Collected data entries
====
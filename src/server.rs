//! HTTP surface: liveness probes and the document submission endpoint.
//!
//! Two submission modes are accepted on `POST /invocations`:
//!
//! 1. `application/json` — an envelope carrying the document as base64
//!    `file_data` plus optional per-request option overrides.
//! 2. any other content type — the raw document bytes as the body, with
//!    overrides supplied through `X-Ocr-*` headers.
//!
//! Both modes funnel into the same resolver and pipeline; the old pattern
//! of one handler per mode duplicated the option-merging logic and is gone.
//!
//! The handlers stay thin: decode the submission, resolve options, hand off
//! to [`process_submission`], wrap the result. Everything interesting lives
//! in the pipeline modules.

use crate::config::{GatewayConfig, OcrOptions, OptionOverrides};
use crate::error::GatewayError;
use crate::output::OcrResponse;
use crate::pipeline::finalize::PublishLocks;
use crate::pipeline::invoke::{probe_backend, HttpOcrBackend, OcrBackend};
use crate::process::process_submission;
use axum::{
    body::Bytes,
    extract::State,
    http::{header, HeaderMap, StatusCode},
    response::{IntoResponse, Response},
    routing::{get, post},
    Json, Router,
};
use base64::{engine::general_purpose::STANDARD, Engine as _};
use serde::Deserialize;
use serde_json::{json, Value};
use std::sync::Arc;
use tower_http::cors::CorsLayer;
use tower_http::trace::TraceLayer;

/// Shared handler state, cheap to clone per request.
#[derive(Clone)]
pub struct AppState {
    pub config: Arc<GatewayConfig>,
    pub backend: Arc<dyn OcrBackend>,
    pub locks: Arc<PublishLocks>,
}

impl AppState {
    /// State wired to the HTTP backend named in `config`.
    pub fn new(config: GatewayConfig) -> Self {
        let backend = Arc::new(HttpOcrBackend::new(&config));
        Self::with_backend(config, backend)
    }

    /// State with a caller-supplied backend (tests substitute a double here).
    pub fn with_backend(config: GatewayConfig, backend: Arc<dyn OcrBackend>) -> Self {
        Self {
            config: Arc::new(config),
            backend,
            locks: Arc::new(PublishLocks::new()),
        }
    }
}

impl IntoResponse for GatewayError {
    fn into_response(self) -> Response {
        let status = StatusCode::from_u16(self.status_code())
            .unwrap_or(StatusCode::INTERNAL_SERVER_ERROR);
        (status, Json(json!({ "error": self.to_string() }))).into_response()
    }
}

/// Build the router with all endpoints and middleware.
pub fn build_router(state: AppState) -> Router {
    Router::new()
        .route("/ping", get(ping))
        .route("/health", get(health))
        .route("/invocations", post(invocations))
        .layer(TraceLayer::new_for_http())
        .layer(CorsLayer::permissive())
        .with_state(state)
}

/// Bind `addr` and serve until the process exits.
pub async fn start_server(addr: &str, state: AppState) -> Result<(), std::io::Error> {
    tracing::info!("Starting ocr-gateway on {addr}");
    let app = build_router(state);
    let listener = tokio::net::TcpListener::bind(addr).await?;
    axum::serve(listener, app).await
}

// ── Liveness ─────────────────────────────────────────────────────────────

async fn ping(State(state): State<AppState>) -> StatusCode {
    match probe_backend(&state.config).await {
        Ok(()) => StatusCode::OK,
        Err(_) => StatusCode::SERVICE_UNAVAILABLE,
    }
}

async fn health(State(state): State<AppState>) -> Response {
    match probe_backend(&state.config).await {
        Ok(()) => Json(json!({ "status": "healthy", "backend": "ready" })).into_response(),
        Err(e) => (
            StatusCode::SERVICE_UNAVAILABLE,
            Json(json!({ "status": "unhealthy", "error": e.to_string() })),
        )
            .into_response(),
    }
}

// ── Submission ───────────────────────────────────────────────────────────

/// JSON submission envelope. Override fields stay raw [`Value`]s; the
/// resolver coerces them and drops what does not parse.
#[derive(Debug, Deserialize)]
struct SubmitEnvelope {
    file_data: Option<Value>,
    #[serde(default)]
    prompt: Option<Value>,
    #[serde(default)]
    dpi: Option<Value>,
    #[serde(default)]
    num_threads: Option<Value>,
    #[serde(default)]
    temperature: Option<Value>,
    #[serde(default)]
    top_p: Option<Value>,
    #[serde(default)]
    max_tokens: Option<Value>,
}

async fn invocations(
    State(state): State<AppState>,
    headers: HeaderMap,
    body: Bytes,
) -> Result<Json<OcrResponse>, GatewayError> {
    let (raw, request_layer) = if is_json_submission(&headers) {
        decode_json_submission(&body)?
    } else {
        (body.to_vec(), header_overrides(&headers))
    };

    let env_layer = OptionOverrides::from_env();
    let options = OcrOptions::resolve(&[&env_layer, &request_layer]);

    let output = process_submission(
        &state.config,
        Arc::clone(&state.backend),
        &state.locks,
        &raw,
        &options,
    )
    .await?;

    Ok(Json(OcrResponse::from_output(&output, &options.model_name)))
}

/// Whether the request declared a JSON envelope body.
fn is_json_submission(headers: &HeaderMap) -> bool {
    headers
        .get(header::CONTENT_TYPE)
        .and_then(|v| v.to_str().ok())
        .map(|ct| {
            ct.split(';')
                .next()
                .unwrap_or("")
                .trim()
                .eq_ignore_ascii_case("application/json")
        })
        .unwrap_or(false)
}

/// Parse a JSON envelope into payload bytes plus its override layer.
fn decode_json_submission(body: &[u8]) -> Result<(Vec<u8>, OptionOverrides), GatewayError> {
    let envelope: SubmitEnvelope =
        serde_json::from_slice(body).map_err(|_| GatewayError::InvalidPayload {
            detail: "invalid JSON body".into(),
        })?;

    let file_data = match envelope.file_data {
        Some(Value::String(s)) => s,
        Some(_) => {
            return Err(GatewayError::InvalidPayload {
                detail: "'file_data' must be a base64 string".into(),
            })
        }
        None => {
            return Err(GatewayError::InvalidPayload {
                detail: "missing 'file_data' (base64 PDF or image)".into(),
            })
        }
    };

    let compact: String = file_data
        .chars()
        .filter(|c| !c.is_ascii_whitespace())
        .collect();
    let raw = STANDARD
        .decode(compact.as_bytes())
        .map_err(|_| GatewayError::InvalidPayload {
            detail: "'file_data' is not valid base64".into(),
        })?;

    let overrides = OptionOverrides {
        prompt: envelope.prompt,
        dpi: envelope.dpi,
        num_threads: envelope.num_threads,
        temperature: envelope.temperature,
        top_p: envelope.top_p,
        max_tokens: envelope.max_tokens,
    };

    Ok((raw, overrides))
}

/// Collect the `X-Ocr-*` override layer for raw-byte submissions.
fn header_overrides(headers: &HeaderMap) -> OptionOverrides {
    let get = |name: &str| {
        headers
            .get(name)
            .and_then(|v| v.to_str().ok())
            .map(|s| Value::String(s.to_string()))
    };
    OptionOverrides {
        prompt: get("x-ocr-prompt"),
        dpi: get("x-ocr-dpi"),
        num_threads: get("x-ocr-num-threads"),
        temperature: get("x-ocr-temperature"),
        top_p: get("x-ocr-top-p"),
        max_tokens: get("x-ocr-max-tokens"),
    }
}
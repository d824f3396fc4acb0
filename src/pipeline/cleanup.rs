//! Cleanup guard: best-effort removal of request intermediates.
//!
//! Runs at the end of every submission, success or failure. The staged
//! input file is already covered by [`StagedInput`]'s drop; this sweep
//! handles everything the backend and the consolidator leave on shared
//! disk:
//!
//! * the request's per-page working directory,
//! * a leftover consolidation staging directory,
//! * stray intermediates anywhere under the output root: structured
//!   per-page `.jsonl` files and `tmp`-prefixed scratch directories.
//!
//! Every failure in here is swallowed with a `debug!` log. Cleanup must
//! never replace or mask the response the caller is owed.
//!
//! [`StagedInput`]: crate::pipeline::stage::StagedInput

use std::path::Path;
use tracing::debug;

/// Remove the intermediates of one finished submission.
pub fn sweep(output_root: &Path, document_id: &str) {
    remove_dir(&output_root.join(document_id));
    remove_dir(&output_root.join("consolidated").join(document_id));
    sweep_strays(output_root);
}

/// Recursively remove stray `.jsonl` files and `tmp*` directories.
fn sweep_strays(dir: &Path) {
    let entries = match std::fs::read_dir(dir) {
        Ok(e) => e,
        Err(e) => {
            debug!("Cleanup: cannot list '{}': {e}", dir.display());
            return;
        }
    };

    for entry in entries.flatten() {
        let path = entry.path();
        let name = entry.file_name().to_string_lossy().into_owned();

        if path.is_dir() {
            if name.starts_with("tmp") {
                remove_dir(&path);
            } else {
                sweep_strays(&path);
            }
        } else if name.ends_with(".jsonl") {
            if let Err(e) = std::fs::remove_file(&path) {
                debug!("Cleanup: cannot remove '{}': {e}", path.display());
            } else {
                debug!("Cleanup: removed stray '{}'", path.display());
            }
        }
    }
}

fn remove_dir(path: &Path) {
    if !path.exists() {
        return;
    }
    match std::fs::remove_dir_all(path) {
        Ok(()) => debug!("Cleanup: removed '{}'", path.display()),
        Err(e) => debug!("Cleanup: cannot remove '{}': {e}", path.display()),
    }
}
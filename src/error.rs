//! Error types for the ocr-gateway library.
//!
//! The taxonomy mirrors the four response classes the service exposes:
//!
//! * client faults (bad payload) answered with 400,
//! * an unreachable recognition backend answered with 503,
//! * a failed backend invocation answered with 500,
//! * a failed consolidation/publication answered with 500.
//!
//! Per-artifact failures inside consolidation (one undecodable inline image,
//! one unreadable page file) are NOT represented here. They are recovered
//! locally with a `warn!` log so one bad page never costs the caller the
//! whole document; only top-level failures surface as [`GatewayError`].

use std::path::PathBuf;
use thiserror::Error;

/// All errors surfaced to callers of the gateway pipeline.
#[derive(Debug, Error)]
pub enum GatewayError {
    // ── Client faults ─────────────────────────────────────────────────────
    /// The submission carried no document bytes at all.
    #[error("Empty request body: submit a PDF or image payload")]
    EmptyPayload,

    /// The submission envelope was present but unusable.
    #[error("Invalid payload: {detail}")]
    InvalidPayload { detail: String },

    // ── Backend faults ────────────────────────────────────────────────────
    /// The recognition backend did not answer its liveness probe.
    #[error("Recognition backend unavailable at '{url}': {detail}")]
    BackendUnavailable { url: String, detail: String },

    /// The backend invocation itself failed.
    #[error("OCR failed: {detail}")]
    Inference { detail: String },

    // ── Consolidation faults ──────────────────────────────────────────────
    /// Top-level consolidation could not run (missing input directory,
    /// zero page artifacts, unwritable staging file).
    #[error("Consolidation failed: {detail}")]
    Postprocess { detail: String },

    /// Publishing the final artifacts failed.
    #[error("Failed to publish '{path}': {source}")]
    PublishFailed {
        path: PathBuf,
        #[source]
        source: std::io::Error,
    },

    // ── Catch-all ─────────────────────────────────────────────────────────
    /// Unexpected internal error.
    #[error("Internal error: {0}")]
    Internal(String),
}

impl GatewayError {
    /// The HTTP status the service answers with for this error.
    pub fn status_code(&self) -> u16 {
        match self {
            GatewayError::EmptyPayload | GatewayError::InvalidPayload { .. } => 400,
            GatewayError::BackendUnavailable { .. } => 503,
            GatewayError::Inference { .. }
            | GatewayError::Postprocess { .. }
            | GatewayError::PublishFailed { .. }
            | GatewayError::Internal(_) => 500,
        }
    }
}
====
Lines from the top of the data above through the line containing "per-request option overrides." must be repeated exactly. All other lines stay out.

filename src/server.rs
//! HTTP surface: liveness probes and the document submission endpoint.
//!
//! Two submission modes are accepted on `POST /invocations`:
//!
//! 1. `application/json` — an envelope carrying the document as base64
//!    `file_data` plus optional per-request option overrides.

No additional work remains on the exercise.